Exercise instructions: Check every line below for the string "humidity". Copy the ones that have it.

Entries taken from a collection
------------------------------------------------------------

use serde::{Deserialize, Serialize};

use super::history::{HistoryOutcome, HistoryTicket};
use super::phase::{Metric, Phase};
use super::summary::{PatchSummaryRow, PhaseOverviewRow, SummaryTicket};
use super::time::Timestamp;

/// Name of the stream event carrying a [`Reading`].
pub const SENSOR_UPDATE: &str = "sensor_update";

/// One sensor sample as delivered on the live feed.
#[derive(Debug, Clone, PartialEq, Serialize, Deserialize)]
pub struct Reading {
    pub patch_id: u32,
    pub phase: Phase,
    pub time: Timestamp,
    pub freshness: f64,
    pub temperature: f64,
    pub humidity: f64,
    #[serde(default)]
    pub soil_moisture: Option<f64>,
    #[serde(default)]
    pub sunlight: Option<f64>,
    #[serde(default)]
    pub airflow: Option<f64>,
    #[serde(default)]
    pub vibration: Option<f64>,
}

impl Reading {
    pub fn value(&self, metric: Metric) -> Option<f64> {
        match metric {
            Metric::Freshness => Some(self.freshness),
            Metric::Temperature => Some(self.temperature),
            Metric::Humidity => Some(self.humidity),
            Metric::SoilMoisture => self.soil_moisture,
            Metric::Sunlight => self.sunlight,
            Metric::Airflow => self.airflow,
            Metric::Vibration => self.vibration,
        }
    }
}

/// User intent coming from the selection UI.
#[derive(Debug, Clone, PartialEq)]
pub enum Command {
    SetPhase(Phase),
    SetPatch(u32),
    Reset,
    LoadHistory,
    Start,
    Stop,
    RefreshOverview,
    Reconnect,
}

#[derive(Debug, Clone, Copy, PartialEq, Eq, Serialize, Deserialize)]
pub enum ConnectionStatus {
    Connecting,
    Connected,
    Reconnecting { attempt: u32 },
    Disconnected,
    /// Retry budget exhausted. Nothing more arrives until an explicit reconnect.
    Failed,
}

/// Everything that can mutate dashboard state, in delivery order.
#[derive(Debug, Clone)]
pub enum Event {
    Stream(Reading),
    Command(Command),
    HistoryResolved {
        ticket: HistoryTicket,
        outcome: HistoryOutcome,
    },
    SummaryResolved {
        ticket: SummaryTicket,
        result: Result<Vec<PatchSummaryRow>, String>,
    },
    OverviewResolved(Result<Vec<PhaseOverviewRow>, String>),
    Connection(ConnectionStatus),
}
pub mod text;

------------------------------------------------------------

Answer to this exercise:
    pub humidity: f64,
            Metric::Humidity => Some(self.humidity),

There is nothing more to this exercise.